Feverish and coughing, employees show up at work with the flu and colds, potentially exposing colleagues. Sometimes, they don't have much of a choice.

By Stephen Smith | December 19, 2005

 

There's one in every office, factory or school: The colleague who slumps in the neighboring cubicle hacking and sniffling and wheezing, a mound of tissues rising like a viral mountain range.

 

Go home, already, you think to yourself. Instead, your colleague slogs through the day as the fog of flu or a cold rolls in, enveloping the workplace.

 

There's even a name now for the phenomenon: presenteeism. It's when people who should be absent from work or school -- because they're contagious or feeling so lousy they can't do their jobs -- aren't.

 

''Presenteeism may be a more significant issue than absenteeism, and that's a pretty bold statement, I realize," said Roslyn Stone, chief operating officer at Corporate Wellness, a provider of health services to upward of 1,000 employers. ''There are more people who come to work sick than call in sick on certain days, and that's pretty shocking."

 

And with the specter of a global flu epidemic hovering, that's more alarming than ever. Just two weeks ago, federal health authorities intensified their campaign to help workers and their bosses figure out when they should stay at home rather than coming into work, imperiling their own health, getting little work done, and spreading their germs.

 

But the realities of the modern workplace make this much more than a simple matter of personal responsibility. Millions of US employees don't get paid if they take a sick day.

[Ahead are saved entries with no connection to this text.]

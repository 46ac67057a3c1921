//! Kart identities. Karts are owned elsewhere, track objects only keep a [`KartId`]
//! that can be checked against the registry to know if the kart is still racing.

use std::fmt;


/// A lightweight identifier of a kart, made of a slot index and the generation of that
/// slot. When a kart is removed its slot generation is bumped, so any id referring to
/// the removed kart no longer resolves.
#[derive(Debug, Clone, Copy, PartialEq, Eq, Hash)]
pub struct KartId {
    index: u32,
    generation: u32,
}

impl KartId {

    /// The slot index of this kart.
    #[inline]
    pub fn index(self) -> u32 {
        self.index
    }

    /// The generation of the slot when this id was given.
    #[inline]
    pub fn generation(self) -> u32 {
        self.generation
    }

}

impl fmt::Display for KartId {
    fn fmt(&self, f: &mut fmt::Formatter<'_>) -> fmt::Result {
        write!(f, "kart#{}v{}", self.index, self.generation)
    }
}


#[derive(Debug, Clone, Default)]
struct Slot {
    generation: u32,
    occupied: bool,
}

/// Registry of the karts currently in the race, giving each of them a [`KartId`].
#[derive(Debug, Clone, Default)]
pub struct KartRegistry {
    slots: Vec<Slot>,
    /// Indices of free slots, reused before growing the slot list.
    free: Vec<u32>,
}

impl KartRegistry {

    pub fn new() -> Self {
        Self::default()
    }

    /// Register a new kart and return its id.
    pub fn insert(&mut self) -> KartId {

        if let Some(index) = self.free.pop() {
            let slot = &mut self.slots[index as usize];
            debug_assert!(!slot.occupied, "free slot should not be occupied");
            slot.occupied = true;
            return KartId { index, generation: slot.generation };
        }

        let index = u32::try_from(self.slots.len()).expect("kart count overflow");
        self.slots.push(Slot { generation: 0, occupied: true });
        KartId { index, generation: 0 }

    }

    /// Remove a kart from the race, for example when it has been eliminated. Return
    /// true if the kart was present.
    pub fn remove(&mut self, id: KartId) -> bool {

        if !self.contains(id) {
            return false;
        }

        let slot = &mut self.slots[id.index as usize];
        slot.occupied = false;
        slot.generation = slot.generation.wrapping_add(1);
        self.free.push(id.index);
        true

    }

    /// Return true if this id refers to a kart still in the race.
    pub fn contains(&self, id: KartId) -> bool {
        self.slots.get(id.index as usize)
            .is_some_and(|slot| slot.occupied && slot.generation == id.generation)
    }

    /// Return the number of karts in the race.
    pub fn len(&self) -> usize {
        self.slots.len() - self.free.len()
    }

    /// Return true if no kart is in the race.
    pub fn is_empty(&self) -> bool {
        self.len() == 0
    }

    /// Iterate over ids of all karts in the race, by slot order.
    pub fn iter(&self) -> impl Iterator<Item = KartId> + '_ {
        self.slots.iter()
            .enumerate()
            .filter(|(_, slot)| slot.occupied)
            .map(|(index, slot)| KartId { index: index as u32, generation: slot.generation })
    }

}
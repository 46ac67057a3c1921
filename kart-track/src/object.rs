//! Track objects, either items or static scenery, and the placement records they are
//! built from.

use std::num::{ParseFloatError, ParseIntError};

use glam::Vec3;

use thiserror::Error;
use tracing::trace;

use crate::config::ItemConfig;
use crate::geom::Hpr;
use crate::item::{Item, ItemType};
use crate::render::{MeshId, Scene, SceneNode};


/// A track object, classified as physical or graphical when added, and its body.
#[derive(Debug)]
pub struct TrackObject<N>(pub TrackObjectType, pub ObjectBody<N>);

/// The different type of track objects: physical objects take part in physics and
/// explosions, graphical objects are only eye candy.
#[derive(Debug, Clone, Copy, PartialEq, Eq, Hash)]
pub enum TrackObjectType {
    Physical,
    Graphical,
}

#[derive(Debug)]
pub enum ObjectBody<N> {
    Item(Item<N>),
    Scenery(Scenery<N>),
}

/// How a track object reacted to an explosion.
#[derive(Debug, Clone, Copy, PartialEq)]
pub enum ExplosionReaction {
    /// The object is not affected.
    Ignored,
    /// The item has been blown away and is now collected.
    BlownAway,
    /// The object body received an impulse.
    Pushed {
        impulse: Vec3,
    },
}

impl<N: SceneNode> TrackObject<N> {

    /// Build a track object from its placement.
    pub fn from_placement<S>(placement: &Placement, id: u32, scene: &mut S, config: &ItemConfig) -> Self
    where
        S: Scene<Node = N>,
    {

        let body = match placement.kind {
            PlacementKind::Item(item_type) => {
                ObjectBody::Item(Item::new(item_type, placement.position, placement.normal, placement.mesh, id, scene, config))
            }
            PlacementKind::Scenery => {
                ObjectBody::Scenery(Scenery::new(placement.position, placement.hpr, placement.mesh, scene))
            }
        };

        let kind = if placement.physical {
            TrackObjectType::Physical
        } else {
            TrackObjectType::Graphical
        };

        Self(kind, body)

    }

    /// Return true if this object takes part in physics and explosions.
    #[inline]
    pub fn is_physical(&self) -> bool {
        self.0 == TrackObjectType::Physical
    }

    /// Post-load setup, physical bodies are registered once.
    pub fn init(&mut self) {
        if let TrackObject(TrackObjectType::Physical, ObjectBody::Scenery(scenery)) = self {
            scenery.register();
        }
    }

    pub fn update(&mut self, dt: f32) {
        match &mut self.1 {
            ObjectBody::Item(item) => item.update(dt),
            ObjectBody::Scenery(_) => {}
        }
    }

    pub fn reset(&mut self, config: &ItemConfig) {
        match &mut self.1 {
            ObjectBody::Item(item) => item.reset(config),
            ObjectBody::Scenery(scenery) => scenery.reset(),
        }
    }

    /// React to an explosion at the given position, the reaction depends on the body.
    pub fn handle_explosion(&mut self, pos: Vec3, config: &ItemConfig) -> ExplosionReaction {
        match &mut self.1 {
            ObjectBody::Item(item) => item.handle_explosion(pos, config),
            ObjectBody::Scenery(scenery) => scenery.handle_explosion(pos, config),
        }
    }

    pub fn item(&self) -> Option<&Item<N>> {
        match &self.1 {
            ObjectBody::Item(item) => Some(item),
            ObjectBody::Scenery(_) => None,
        }
    }

    pub fn item_mut(&mut self) -> Option<&mut Item<N>> {
        match &mut self.1 {
            ObjectBody::Item(item) => Some(item),
            ObjectBody::Scenery(_) => None,
        }
    }

    pub fn scenery(&self) -> Option<&Scenery<N>> {
        match &self.1 {
            ObjectBody::Scenery(scenery) => Some(scenery),
            ObjectBody::Item(_) => None,
        }
    }

}


/// A static mesh placed on the track. When physical, its body accumulates the impulses
/// given by explosions until the next reset.
#[derive(Debug)]
pub struct Scenery<N> {
    position: Vec3,
    hpr: Hpr,
    /// True once the physical body has been registered.
    registered: bool,
    /// Sum of impulses received since last reset.
    impulse: Vec3,
    node: N,
}

impl<N: SceneNode> Scenery<N> {

    pub fn new<S>(position: Vec3, hpr: Hpr, mesh: MeshId, scene: &mut S) -> Self
    where
        S: Scene<Node = N>,
    {

        let mut node = scene.add_mesh(mesh);
        node.set_automatic_culling(true);
        node.set_position(position);
        node.set_rotation(hpr.to_degrees());

        Self {
            position,
            hpr,
            registered: false,
            impulse: Vec3::ZERO,
            node,
        }

    }

    fn register(&mut self) {
        if !self.registered {
            trace!("register physical body at {}", self.position);
            self.registered = true;
        }
    }

    fn reset(&mut self) {
        self.impulse = Vec3::ZERO;
        self.node.set_position(self.position);
        self.node.set_rotation(self.hpr.to_degrees());
        self.node.set_visible(true);
    }

    /// Push the body away from the explosion. The impulse decreases with the square
    /// of the distance, an explosion right on the object pushes it upward.
    fn handle_explosion(&mut self, pos: Vec3, config: &ItemConfig) -> ExplosionReaction {

        let diff = self.position - pos;
        let len2 = diff.length_squared();

        let impulse = if len2 <= f32::EPSILON {
            Vec3::new(0.0, config.explosion_impulse, 0.0)
        } else {
            diff * config.explosion_impulse / len2
        };

        self.impulse += impulse;
        ExplosionReaction::Pushed { impulse }

    }

    #[inline]
    pub fn position(&self) -> Vec3 {
        self.position
    }

    #[inline]
    pub fn is_registered(&self) -> bool {
        self.registered
    }

    /// Sum of impulses received since last reset.
    #[inline]
    pub fn impulse(&self) -> Vec3 {
        self.impulse
    }

    #[inline]
    pub fn node(&self) -> &N {
        &self.node
    }

}


/// What a placement record describes.
#[derive(Debug, Clone, Copy, PartialEq, Eq)]
pub enum PlacementKind {
    Item(ItemType),
    Scenery,
}

/// A record describing one object placed on the track, as given by the track loader.
#[derive(Debug, Clone, PartialEq)]
pub struct Placement {
    pub kind: PlacementKind,
    pub position: Vec3,
    /// Normal of the surface under the object, used to orient items.
    pub normal: Vec3,
    /// Orientation of scenery objects.
    pub hpr: Hpr,
    pub mesh: MeshId,
    pub physical: bool,
}

impl Placement {

    /// Create a placement for an item laying on a flat surface.
    pub fn item(item_type: ItemType, position: Vec3, mesh: MeshId) -> Self {
        Self {
            kind: PlacementKind::Item(item_type),
            position,
            normal: Vec3::Y,
            hpr: Hpr::ZERO,
            mesh,
            physical: false,
        }
    }

    /// Create a placement for a scenery object.
    pub fn scenery(position: Vec3, mesh: MeshId) -> Self {
        Self {
            kind: PlacementKind::Scenery,
            position,
            normal: Vec3::Y,
            hpr: Hpr::ZERO,
            mesh,
            physical: false,
        }
    }

    /// Set the physical classification of this placement.
    pub fn with_physical(mut self, physical: bool) -> Self {
        self.physical = physical;
        self
    }

    /// Parse a placement from the attributes of its record. The `type` attribute is
    /// either an item name or `object` for scenery. Vectors are given as three numbers
    /// separated by spaces, `hpr` is in degrees. Unrecognized attributes are ignored.
    pub fn from_attrs<'a, I>(attrs: I) -> Result<Self, PlacementError>
    where
        I: IntoIterator<Item = (&'a str, &'a str)>,
    {

        let mut kind = None;
        let mut position = None;
        let mut mesh = None;
        let mut normal = Vec3::Y;
        let mut hpr = Hpr::ZERO;
        let mut physical = false;

        for (key, value) in attrs {
            match key {
                "type" => {
                    kind = Some(match value {
                        "object" => PlacementKind::Scenery,
                        _ => PlacementKind::Item(value.parse()?),
                    });
                }
                "xyz" => position = Some(parse_vec3(value)?),
                "normal" => normal = parse_vec3(value)?.normalize_or(Vec3::Y),
                "hpr" => hpr = Hpr::from_degrees(parse_vec3(value)?),
                "mesh" => mesh = Some(MeshId(value.trim().parse().map_err(PlacementError::InvalidMesh)?)),
                "physical" => {
                    physical = match value {
                        "true" | "1" | "y" => true,
                        "false" | "0" | "n" => false,
                        _ => return Err(PlacementError::InvalidFlag(value.to_string())),
                    };
                }
                _ => {}
            }
        }

        Ok(Self {
            kind: kind.ok_or(PlacementError::MissingAttribute("type"))?,
            position: position.ok_or(PlacementError::MissingAttribute("xyz"))?,
            normal,
            hpr,
            mesh: mesh.ok_or(PlacementError::MissingAttribute("mesh"))?,
            physical,
        })

    }

}

fn parse_vec3(value: &str) -> Result<Vec3, PlacementError> {

    let mut coords = [0.0f32; 3];
    let mut parts = value.split_whitespace();

    for coord in &mut coords {
        let part = parts.next().ok_or_else(|| PlacementError::InvalidVector(value.to_string()))?;
        *coord = part.parse().map_err(PlacementError::InvalidNumber)?;
    }

    if parts.next().is_some() {
        return Err(PlacementError::InvalidVector(value.to_string()));
    }

    Ok(Vec3::from_array(coords))

}


/// Error while reading a placement record.
#[derive(Error, Debug, Clone, PartialEq)]
pub enum PlacementError {
    #[error("missing attribute: {0}")]
    MissingAttribute(&'static str),
    #[error("unknown item type: {0}")]
    UnknownType(String),
    #[error("invalid number: {0}")]
    InvalidNumber(ParseFloatError),
    #[error("invalid vector, expected three numbers: {0}")]
    InvalidVector(String),
    #[error("invalid mesh: {0}")]
    InvalidMesh(ParseIntError),
    #[error("invalid flag: {0}")]
    InvalidFlag(String),
}


#[cfg(test)]
mod tests {

    use crate::render::headless::HeadlessScene;
    use super::*;

    #[test]
    fn parse_placement() {

        let placement = Placement::from_attrs([
            ("type", "banana"),
            ("xyz", "1 2.5 -3"),
            ("mesh", "4"),
            ("physical", "y"),
            ("lod", "far"),
        ]).unwrap();

        assert_eq!(placement.kind, PlacementKind::Item(ItemType::Banana));
        assert_eq!(placement.position, Vec3::new(1.0, 2.5, -3.0));
        assert_eq!(placement.normal, Vec3::Y);
        assert_eq!(placement.mesh, MeshId(4));
        assert!(placement.physical);

        let placement = Placement::from_attrs([
            ("type", "object"),
            ("xyz", "0 0 0"),
            ("hpr", "90 0 0"),
            ("mesh", "1"),
        ]).unwrap();

        assert_eq!(placement.kind, PlacementKind::Scenery);
        assert!(!placement.physical);
        assert!((placement.hpr.heading - std::f32::consts::FRAC_PI_2).abs() < 1e-5);

    }

    #[test]
    fn parse_placement_errors() {
        assert_eq!(Placement::from_attrs([("xyz", "0 0 0"), ("mesh", "1")]), Err(PlacementError::MissingAttribute("type")));
        assert_eq!(Placement::from_attrs([("type", "banana"), ("mesh", "1")]), Err(PlacementError::MissingAttribute("xyz")));
        assert!(matches!(Placement::from_attrs([("type", "anvil")]), Err(PlacementError::UnknownType(_))));
        assert!(matches!(Placement::from_attrs([("type", "banana"), ("xyz", "0 0")]), Err(PlacementError::InvalidVector(_))));
        assert!(matches!(Placement::from_attrs([("type", "banana"), ("xyz", "0 0 0 0")]), Err(PlacementError::InvalidVector(_))));
        assert!(matches!(Placement::from_attrs([("type", "banana"), ("xyz", "0 a 0")]), Err(PlacementError::InvalidNumber(_))));
        assert!(matches!(Placement::from_attrs([("mesh", "-1")]), Err(PlacementError::InvalidMesh(_))));
        assert!(matches!(Placement::from_attrs([("physical", "maybe")]), Err(PlacementError::InvalidFlag(_))));
    }

    #[test]
    fn scenery_explosion() {

        let mut scene = HeadlessScene::new();
        let config = ItemConfig { explosion_impulse: 100.0, ..Default::default() };

        let placement = Placement::scenery(Vec3::new(2.0, 0.0, 0.0), MeshId(1)).with_physical(true);
        let mut object = TrackObject::from_placement(&placement, 0, &mut scene, &config);
        assert!(object.is_physical());

        object.init();
        object.init();
        assert!(object.scenery().unwrap().is_registered());

        let reaction = object.handle_explosion(Vec3::ZERO, &config);
        assert_eq!(reaction, ExplosionReaction::Pushed { impulse: Vec3::new(50.0, 0.0, 0.0) });

        let reaction = object.handle_explosion(Vec3::new(2.0, 0.0, 0.0), &config);
        assert_eq!(reaction, ExplosionReaction::Pushed { impulse: Vec3::new(0.0, 100.0, 0.0) });
        assert_eq!(object.scenery().unwrap().impulse(), Vec3::new(50.0, 100.0, 0.0));

        object.reset(&config);
        assert_eq!(object.scenery().unwrap().impulse(), Vec3::ZERO);

    }

    #[test]
    fn graphical_not_registered() {

        let mut scene = HeadlessScene::new();
        let config = ItemConfig::default();

        let mut object = TrackObject::from_placement(&Placement::scenery(Vec3::ZERO, MeshId(1)), 0, &mut scene, &config);
        assert!(!object.is_physical());
        object.init();
        assert!(!object.scenery().unwrap().is_registered());

        let object = TrackObject::from_placement(&Placement::item(ItemType::NitroBig, Vec3::ZERO, MeshId(2)), 7, &mut scene, &config);
        assert_eq!(object.item().unwrap().item_id(), 7);
        assert!(object.scenery().is_none());

    }

}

And millions more now have all their time off -- vacation days, personal days, sick days -- lumped into a single pot, meaning the more sick days they take, the fewer vacation days they'll get.

 

''People say, 'I'm not feeling great, but I've got to get in, other people are depending on me,' " said Walter Stewart, an epidemiologist who has extensively studied workplace health issues for Geisinger Health System, an operator of hospitals and medical practices in Pennsylvania.

 

''But by going in," he said, ''you may be doing harm to yourself and to others."

 

That exacts a cost from employers and employees alike. Stewart surveyed 29,000 workers, asking how their health affected their jobs. His findings: Health problems, from cancer diagnoses to backaches to the flu, result in $225 billion in lost work time annually in the United States. And most of that -- 71 percent -- can be traced to workers who showed up feeling punk, largely because of respiratory and gastrointestinal bugs.

 

Just ask Stone of Corporate Wellness.

 

One afternoon last week, the phone rang in her Mount Kisco, N.Y., office -- and rang again. Two companies, same problem.

 

At an Atlanta firm, a worker had come down with a stomach virus and stayed home from work for a day.

 

''But then the worker came back to work the next day," Stone said. ''Magically, three days later, five or six co-workers developed the identical symptoms."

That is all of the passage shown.